Dataset records Block Start

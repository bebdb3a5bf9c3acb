//! Storage transfer error types.

use reqwest::StatusCode;
use thiserror::Error;

pub type StorageResult<T> = Result<T, StorageError>;

#[derive(Debug, Error)]
pub enum StorageError {
    /// The blob store could not be reached at all.
    #[error("Error connecting to the blob store: {0}")]
    Unreachable(#[source] reqwest::Error),

    /// The blob store answered the transfer with a non-success status.
    #[error("Blob store rejected the transfer ({status}): {message}")]
    Rejected { status: StatusCode, message: String },
}

impl StorageError {
    pub fn is_unreachable(&self) -> bool {
        matches!(self, StorageError::Unreachable(_))
    }
}
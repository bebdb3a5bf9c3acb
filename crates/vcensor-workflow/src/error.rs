//! Workflow error types and failure classification.

use thiserror::Error;
use tracing::warn;

use vcensor_client::ClientError;
use vcensor_models::{FailureKind, WorkflowFailure};
use vcensor_storage::StorageError;

pub type WorkflowResult<T> = Result<T, WorkflowError>;

#[derive(Debug, Error)]
pub enum WorkflowError {
    /// A run or step retry ended in a failure; the same failure is recorded
    /// in the workflow state for the presentation layer.
    #[error("{0}")]
    Run(WorkflowFailure),

    /// The coordinator could not be constructed.
    #[error("Failed to configure workflow: {0}")]
    Config(String),
}

impl WorkflowError {
    /// The recorded failure, when this error came out of a run.
    pub fn failure(&self) -> Option<&WorkflowFailure> {
        match self {
            WorkflowError::Run(failure) => Some(failure),
            WorkflowError::Config(_) => None,
        }
    }
}

/// Classify a control-plane client error into the user-facing taxonomy.
pub(crate) fn classify_client(kind: FailureKind, err: ClientError) -> WorkflowFailure {
    match err {
        ClientError::Unreachable(source) => {
            warn!(step = %kind, error = %source, "No response from the control-plane service");
            WorkflowFailure::unreachable(kind)
        }
        ClientError::Rejected { status, message } => {
            warn!(step = %kind, %status, "Control-plane service rejected the request");
            WorkflowFailure::rejected(kind, message)
        }
        ClientError::InvalidResponse(message) => {
            warn!(step = %kind, "Control-plane response did not decode: {message}");
            WorkflowFailure::rejected(kind, message)
        }
    }
}

/// Classify a blob transfer error into the user-facing taxonomy.
pub(crate) fn classify_storage(err: StorageError) -> WorkflowFailure {
    let kind = FailureKind::StorageTransfer;
    match err {
        StorageError::Unreachable(source) => {
            warn!(step = %kind, error = %source, "No response from the blob store");
            WorkflowFailure::unreachable(kind)
        }
        StorageError::Rejected { status, message } => {
            warn!(step = %kind, %status, "Blob store rejected the transfer");
            WorkflowFailure::rejected(kind, message)
        }
    }
}
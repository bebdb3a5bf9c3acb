//! User-facing failure taxonomy for the workflow.

use serde::{Deserialize, Serialize};
use std::fmt;

/// Which workflow step failed.
#[derive(Debug, Clone, Copy, PartialEq, Eq, Hash, Serialize, Deserialize)]
#[serde(rename_all = "snake_case")]
pub enum FailureKind {
    /// The user asked to start without selecting a file
    UserInput,
    /// The presigned upload credential could not be obtained
    CredentialRequest,
    /// The direct blob transfer did not complete
    StorageTransfer,
    /// The censoring service reported a processing failure
    Processing,
    /// The download link could not be obtained
    DownloadLink,
}

impl FailureKind {
    pub fn as_str(&self) -> &'static str {
        match self {
            FailureKind::UserInput => "user_input",
            FailureKind::CredentialRequest => "credential_request",
            FailureKind::StorageTransfer => "storage_transfer",
            FailureKind::Processing => "processing",
            FailureKind::DownloadLink => "download_link",
        }
    }
}

impl fmt::Display for FailureKind {
    fn fmt(&self, f: &mut fmt::Formatter<'_>) -> fmt::Result {
        write!(f, "{}", self.as_str())
    }
}

/// How the failing step failed.
#[derive(Debug, Clone, Copy, PartialEq, Eq, Hash, Serialize, Deserialize)]
#[serde(rename_all = "snake_case")]
pub enum FailureClass {
    /// No response was received at all
    NetworkUnreachable,
    /// A response was received with a non-success status
    ServiceRejected,
}

/// Terminal failure surfaced to the presentation layer.
///
/// `message` is the human-readable text to render: the server-supplied
/// diagnostic when one exists, a fixed connectivity message otherwise.
#[derive(Debug, Clone, PartialEq, Eq, Serialize, Deserialize)]
pub struct WorkflowFailure {
    pub kind: FailureKind,
    /// Transport-level classification; absent for local user errors.
    #[serde(default, skip_serializing_if = "Option::is_none")]
    pub class: Option<FailureClass>,
    pub message: String,
}

impl WorkflowFailure {
    /// A locally detected user error; no collaborator was involved.
    pub fn user_input(message: impl Into<String>) -> Self {
        Self {
            kind: FailureKind::UserInput,
            class: None,
            message: message.into(),
        }
    }

    /// The service answered the step with an error.
    pub fn rejected(kind: FailureKind, message: impl Into<String>) -> Self {
        Self {
            kind,
            class: Some(FailureClass::ServiceRejected),
            message: message.into(),
        }
    }

    /// The step's service could not be reached at all.
    pub fn unreachable(kind: FailureKind) -> Self {
        Self {
            kind,
            class: Some(FailureClass::NetworkUnreachable),
            message: "Error connecting to the server.".to_string(),
        }
    }

    /// Check if this failure was a transport-level one.
    pub fn is_network(&self) -> bool {
        self.class == Some(FailureClass::NetworkUnreachable)
    }
}

impl fmt::Display for WorkflowFailure {
    fn fmt(&self, f: &mut fmt::Formatter<'_>) -> fmt::Result {
        write!(f, "{}", self.message)
    }
}

#[cfg(test)]
mod tests {
    use super::*;

    #[test]
    fn test_unreachable_uses_fixed_connectivity_message() {
        let failure = WorkflowFailure::unreachable(FailureKind::StorageTransfer);
        assert_eq!(failure.message, "Error connecting to the server.");
        assert!(failure.is_network());
    }

    #[test]
    fn test_rejected_carries_server_message() {
        let failure = WorkflowFailure::rejected(FailureKind::Processing, "unsupported codec");
        assert_eq!(failure.to_string(), "unsupported codec");
        assert_eq!(failure.class, Some(FailureClass::ServiceRejected));
        assert!(!failure.is_network());
    }

    #[test]
    fn test_user_input_has_no_transport_class() {
        let failure = WorkflowFailure::user_input("Please select a video!");
        assert_eq!(failure.kind, FailureKind::UserInput);
        assert_eq!(failure.class, None);
    }
}
//! Transfer credentials and processing results.

use serde::{Deserialize, Serialize};

use crate::key::StorageKey;

/// Short-lived signed URL permitting one direct write to a storage key.
///
/// Consumed by a single transfer; never cached or reused.
#[derive(Debug, Clone, PartialEq, Eq, Serialize, Deserialize)]
pub struct UploadCredential {
    pub url: String,
}

impl UploadCredential {
    pub fn new(url: impl Into<String>) -> Self {
        Self { url: url.into() }
    }
}

/// Short-lived signed URL permitting reads of a processed output.
///
/// May be re-requested when it expires before use.
#[derive(Debug, Clone, PartialEq, Eq, Serialize, Deserialize)]
pub struct DownloadCredential {
    pub url: String,
}

impl DownloadCredential {
    pub fn new(url: impl Into<String>) -> Self {
        Self { url: url.into() }
    }
}

/// Output of a successful processing invocation.
#[derive(Debug, Clone, PartialEq, Eq, Serialize, Deserialize)]
pub struct ProcessingResult {
    /// Storage key of the censored output.
    pub output_key: StorageKey,
}

impl ProcessingResult {
    pub fn new(output_key: StorageKey) -> Self {
        Self { output_key }
    }

    /// Public blob-store URL for direct playback of the output.
    pub fn public_object_url(&self, bucket: &str) -> String {
        format!("https://{}.s3.amazonaws.com/{}", bucket, self.output_key)
    }
}
//! HTTP client for the censoring control-plane service.
//!
//! This crate provides:
//! - Presigned upload credential requests
//! - Processing invocation for uploaded objects
//! - Download link requests for processed outputs

pub mod client;
pub mod error;
pub mod types;

pub use client::{ApiClient, ApiClientConfig};
pub use error::{ClientError, ClientResult};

Dataset records Block End

*Your assignment:* From the listing above, report the number of lines containing the string "could", without any accompanying remarks.

*Answer area:* 5